■ WHAT THE TASK ASKS:
In exact form, please repeat the records from their opening line down to the line with "out.push_str(widget.component().name());", including that line.

RECORDS PROVIDED: Begin

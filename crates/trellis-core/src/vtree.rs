//! Renderable output of a pass and the node constructor port.

use crate::value::{Props, Value};
use crate::widget::Widget;

/// A built, renderable tree.
#[derive(Debug, Clone)]
pub enum VTree {
    Text(String),
    /// Output of a descriptor list; absent entries stay in place as `None`.
    List(Vec<Option<VTree>>),
    Node(VNode),
    Widget(Widget),
}

/// An intrinsic node with normalized props and built children.
#[derive(Debug, Clone)]
pub struct VNode {
    pub tag: String,
    pub props: Props,
    pub children: Vec<Option<VTree>>,
}

impl VTree {
    pub fn as_text(&self) -> Option<&str> {
        match self {
            VTree::Text(text) => Some(text),
            _ => None,
        }
    }

    pub fn as_node(&self) -> Option<&VNode> {
        match self {
            VTree::Node(node) => Some(node),
            _ => None,
        }
    }

    pub fn as_widget(&self) -> Option<&Widget> {
        match self {
            VTree::Widget(widget) => Some(widget),
            _ => None,
        }
    }

    pub fn as_list(&self) -> Option<&[Option<VTree>]> {
        match self {
            VTree::List(items) => Some(items),
            _ => None,
        }
    }

    /// Debug markup. Widgets print their rendered subtree, or a
    /// `<!--Name-->` placeholder until the host has initialized them.
    pub fn to_markup(&self) -> String {
        let mut out = String::new();
        self.write_markup(&mut out);
        out
    }

    fn write_markup(&self, out: &mut String) {
        match self {
            VTree::Text(text) => out.push_str(text),
            VTree::List(items) => {
                for item in items.iter().flatten() {
                    item.write_markup(out);
                }
            }
            VTree::Node(node) => node.write_markup(out),
            VTree::Widget(widget) => match widget.rendered() {
                Some(tree) => tree.write_markup(out),
                None if widget.is_initialized() => {}
                None => {
                    out.push_str("<!--");
                    out.push_str(widget.component().name());
                    out.push_str("-->");
                }
            },
        }
    }
}

impl VNode {
    fn write_markup(&self, out: &mut String) {
        out.push('<');
        out.push_str(&self.tag);
        for (name, value) in &self.props {
            match value {
                Value::Callback(_) | Value::Null | Value::Map(_) => {}
                Value::Bool(true) => {
                    out.push(' ');
                    out.push_str(name);
                }
                Value::Bool(false) => {}
                other => {
                    out.push(' ');
                    out.push_str(name);
                    out.push_str("=\"");
                    out.push_str(&other.to_display_string());
                    out.push('"');
                }
            }
        }
        out.push('>');
        for child in self.children.iter().flatten() {
            child.write_markup(out);
        }
        out.push_str("</");
        out.push_str(&self.tag);
        out.push('>');
    }
}

/// Constructs intrinsic nodes: `make_node(tag, normalized_props, built_children)`.
///
/// Pure construction; no validation beyond shape.
pub trait NodeFactory: 'static {
    fn make_node(&self, tag: &str, props: Props, children: Vec<Option<VTree>>) -> VTree;
}

/// Default factory producing [`VNode`]s.
#[derive(Debug, Default, Clone, Copy)]
pub struct Hyperscript;

impl NodeFactory for Hyperscript {
    fn make_node(&self, tag: &str, props: Props, children: Vec<Option<VTree>>) -> VTree {
        VTree::Node(VNode {
            tag: tag.to_string(),
            props,
            children,
        })
    }
}

#[cfg(test)]
mod tests {
    use super::*;
    use crate::value::props;

    #[test]
    fn markup_skips_absent_children_and_handler_props() {
        let tree = Hyperscript.make_node(
            "p",
            props([
                ("className", Value::from("lead")),
                ("hidden", Value::from(true)),
                ("onclick", Value::Callback(crate::Callback::new(|_| {}))),
            ]),
            vec![
                Some(VTree::Text("a".into())),
                None,
                Some(VTree::Text("b".into())),
            ],
        );
        assert_eq!(tree.to_markup(), "<p className=\"lead\" hidden>ab</p>");
    }
}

RECORDS PROVIDED: End

■ SOLUTION FOR THIS EXERCISE:
filename crates/trellis-core/src/vtree.rs
//! Renderable output of a pass and the node constructor port.

use crate::value::{Props, Value};
use crate::widget::Widget;

/// A built, renderable tree.
#[derive(Debug, Clone)]
pub enum VTree {
    Text(String),
    /// Output of a descriptor list; absent entries stay in place as `None`.
    List(Vec<Option<VTree>>),
    Node(VNode),
    Widget(Widget),
}

/// An intrinsic node with normalized props and built children.
#[derive(Debug, Clone)]
pub struct VNode {
    pub tag: String,
    pub props: Props,
    pub children: Vec<Option<VTree>>,
}

impl VTree {
    pub fn as_text(&self) -> Option<&str> {
        match self {
            VTree::Text(text) => Some(text),
            _ => None,
        }
    }

    pub fn as_node(&self) -> Option<&VNode> {
        match self {
            VTree::Node(node) => Some(node),
            _ => None,
        }
    }

    pub fn as_widget(&self) -> Option<&Widget> {
        match self {
            VTree::Widget(widget) => Some(widget),
            _ => None,
        }
    }

    pub fn as_list(&self) -> Option<&[Option<VTree>]> {
        match self {
            VTree::List(items) => Some(items),
            _ => None,
        }
    }

    /// Debug markup. Widgets print their rendered subtree, or a
    /// `<!--Name-->` placeholder until the host has initialized them.
    pub fn to_markup(&self) -> String {
        let mut out = String::new();
        self.write_markup(&mut out);
        out
    }

    fn write_markup(&self, out: &mut String) {
        match self {
            VTree::Text(text) => out.push_str(text),
            VTree::List(items) => {
                for item in items.iter().flatten() {
                    item.write_markup(out);
                }
            }
            VTree::Node(node) => node.write_markup(out),
            VTree::Widget(widget) => match widget.rendered() {
                Some(tree) => tree.write_markup(out),
                None if widget.is_initialized() => {}
                None => {
                    out.push_str("<!--");
                    out.push_str(widget.component().name());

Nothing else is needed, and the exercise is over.